(Stored data)
%%
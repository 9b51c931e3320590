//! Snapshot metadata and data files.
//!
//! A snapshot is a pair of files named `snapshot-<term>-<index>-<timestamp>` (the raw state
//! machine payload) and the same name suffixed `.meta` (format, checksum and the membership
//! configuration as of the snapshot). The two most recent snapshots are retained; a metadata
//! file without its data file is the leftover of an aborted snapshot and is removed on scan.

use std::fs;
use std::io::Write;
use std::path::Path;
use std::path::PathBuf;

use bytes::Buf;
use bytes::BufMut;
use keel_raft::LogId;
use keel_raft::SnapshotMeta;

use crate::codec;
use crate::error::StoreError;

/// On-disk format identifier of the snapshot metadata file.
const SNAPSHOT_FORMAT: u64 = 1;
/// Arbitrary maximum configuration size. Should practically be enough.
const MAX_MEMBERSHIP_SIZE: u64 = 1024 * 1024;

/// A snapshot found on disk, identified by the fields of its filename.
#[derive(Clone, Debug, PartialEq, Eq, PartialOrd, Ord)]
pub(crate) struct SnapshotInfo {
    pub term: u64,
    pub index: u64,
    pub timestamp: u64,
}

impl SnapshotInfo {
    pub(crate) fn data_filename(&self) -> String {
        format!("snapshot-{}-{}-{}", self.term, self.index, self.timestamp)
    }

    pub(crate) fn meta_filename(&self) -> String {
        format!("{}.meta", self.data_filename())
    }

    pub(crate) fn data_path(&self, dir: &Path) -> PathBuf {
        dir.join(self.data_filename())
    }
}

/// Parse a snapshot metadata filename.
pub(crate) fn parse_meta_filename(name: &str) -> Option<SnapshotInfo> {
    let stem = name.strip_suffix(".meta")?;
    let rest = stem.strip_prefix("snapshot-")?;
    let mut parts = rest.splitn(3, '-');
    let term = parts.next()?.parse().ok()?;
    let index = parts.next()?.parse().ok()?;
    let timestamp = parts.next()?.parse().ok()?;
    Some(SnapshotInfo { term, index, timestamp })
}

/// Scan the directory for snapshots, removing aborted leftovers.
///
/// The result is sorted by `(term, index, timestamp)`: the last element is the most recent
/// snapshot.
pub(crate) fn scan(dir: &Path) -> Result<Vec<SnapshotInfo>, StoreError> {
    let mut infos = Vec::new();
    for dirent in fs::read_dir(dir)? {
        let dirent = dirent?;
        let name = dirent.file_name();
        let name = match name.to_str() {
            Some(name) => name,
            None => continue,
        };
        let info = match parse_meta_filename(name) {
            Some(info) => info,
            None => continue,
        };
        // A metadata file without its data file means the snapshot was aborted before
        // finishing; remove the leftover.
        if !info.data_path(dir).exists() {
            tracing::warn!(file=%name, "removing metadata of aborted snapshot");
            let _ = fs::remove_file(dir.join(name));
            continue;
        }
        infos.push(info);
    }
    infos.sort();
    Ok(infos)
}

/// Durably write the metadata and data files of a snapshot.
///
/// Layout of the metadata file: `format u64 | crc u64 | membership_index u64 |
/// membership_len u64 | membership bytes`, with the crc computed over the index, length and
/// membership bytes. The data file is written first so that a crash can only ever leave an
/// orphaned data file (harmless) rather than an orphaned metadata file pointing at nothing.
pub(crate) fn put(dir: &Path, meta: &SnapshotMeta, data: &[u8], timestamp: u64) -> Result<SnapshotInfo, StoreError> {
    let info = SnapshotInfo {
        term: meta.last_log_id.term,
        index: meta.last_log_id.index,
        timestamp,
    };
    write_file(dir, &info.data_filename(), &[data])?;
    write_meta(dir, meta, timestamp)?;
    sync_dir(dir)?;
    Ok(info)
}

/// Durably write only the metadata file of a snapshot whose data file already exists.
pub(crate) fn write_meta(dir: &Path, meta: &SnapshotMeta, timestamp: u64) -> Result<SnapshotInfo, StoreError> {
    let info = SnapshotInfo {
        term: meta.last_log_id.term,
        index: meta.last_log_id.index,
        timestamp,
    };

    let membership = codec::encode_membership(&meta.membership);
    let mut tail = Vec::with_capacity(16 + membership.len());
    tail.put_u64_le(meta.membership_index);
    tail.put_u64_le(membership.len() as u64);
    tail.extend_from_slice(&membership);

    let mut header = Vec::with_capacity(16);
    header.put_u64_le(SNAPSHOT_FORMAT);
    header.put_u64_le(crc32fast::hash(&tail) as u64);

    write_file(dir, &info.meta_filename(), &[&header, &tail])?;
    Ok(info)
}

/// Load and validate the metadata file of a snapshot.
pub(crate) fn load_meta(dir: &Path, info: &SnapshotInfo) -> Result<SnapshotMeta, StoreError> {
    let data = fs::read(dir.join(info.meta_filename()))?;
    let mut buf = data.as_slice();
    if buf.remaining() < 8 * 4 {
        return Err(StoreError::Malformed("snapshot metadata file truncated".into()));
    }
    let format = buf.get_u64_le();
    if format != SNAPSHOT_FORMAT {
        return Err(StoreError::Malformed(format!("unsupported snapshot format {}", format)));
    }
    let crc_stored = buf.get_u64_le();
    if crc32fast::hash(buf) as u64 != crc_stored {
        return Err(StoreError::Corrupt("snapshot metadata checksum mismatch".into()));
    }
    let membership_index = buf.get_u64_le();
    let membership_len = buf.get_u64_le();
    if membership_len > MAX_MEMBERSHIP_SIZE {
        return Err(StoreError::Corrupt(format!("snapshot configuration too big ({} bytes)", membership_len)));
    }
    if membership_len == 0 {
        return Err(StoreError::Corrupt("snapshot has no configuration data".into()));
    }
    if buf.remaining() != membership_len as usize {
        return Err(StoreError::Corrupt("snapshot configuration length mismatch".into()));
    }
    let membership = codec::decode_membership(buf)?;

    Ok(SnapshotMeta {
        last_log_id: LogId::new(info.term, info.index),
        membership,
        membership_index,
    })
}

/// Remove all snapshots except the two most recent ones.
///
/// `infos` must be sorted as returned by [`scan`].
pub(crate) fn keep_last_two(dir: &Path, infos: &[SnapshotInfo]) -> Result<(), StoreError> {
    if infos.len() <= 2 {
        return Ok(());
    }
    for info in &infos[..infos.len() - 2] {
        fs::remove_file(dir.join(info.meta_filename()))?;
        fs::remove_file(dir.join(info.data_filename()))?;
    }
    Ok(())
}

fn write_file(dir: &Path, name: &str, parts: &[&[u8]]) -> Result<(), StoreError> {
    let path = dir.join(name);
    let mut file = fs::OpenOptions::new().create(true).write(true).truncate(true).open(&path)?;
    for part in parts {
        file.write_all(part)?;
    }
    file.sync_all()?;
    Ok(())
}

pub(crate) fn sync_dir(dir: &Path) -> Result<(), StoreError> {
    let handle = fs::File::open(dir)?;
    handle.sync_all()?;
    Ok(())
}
%%
• REQUIRED WORK
Up to and including the line with "use bytes::Buf;", write out the records above exactly, starting from their first line.

• SOLUTION TO THIS EXERCISE
repository 9b51c931e3320590
//! Snapshot metadata and data files.
//!
//! A snapshot is a pair of files named `snapshot-<term>-<index>-<timestamp>` (the raw state
//! machine payload) and the same name suffixed `.meta` (format, checksum and the membership
//! configuration as of the snapshot). The two most recent snapshots are retained; a metadata
//! file without its data file is the leftover of an aborted snapshot and is removed on scan.

use std::fs;
use std::io::Write;
use std::path::Path;
use std::path::PathBuf;

use bytes::Buf;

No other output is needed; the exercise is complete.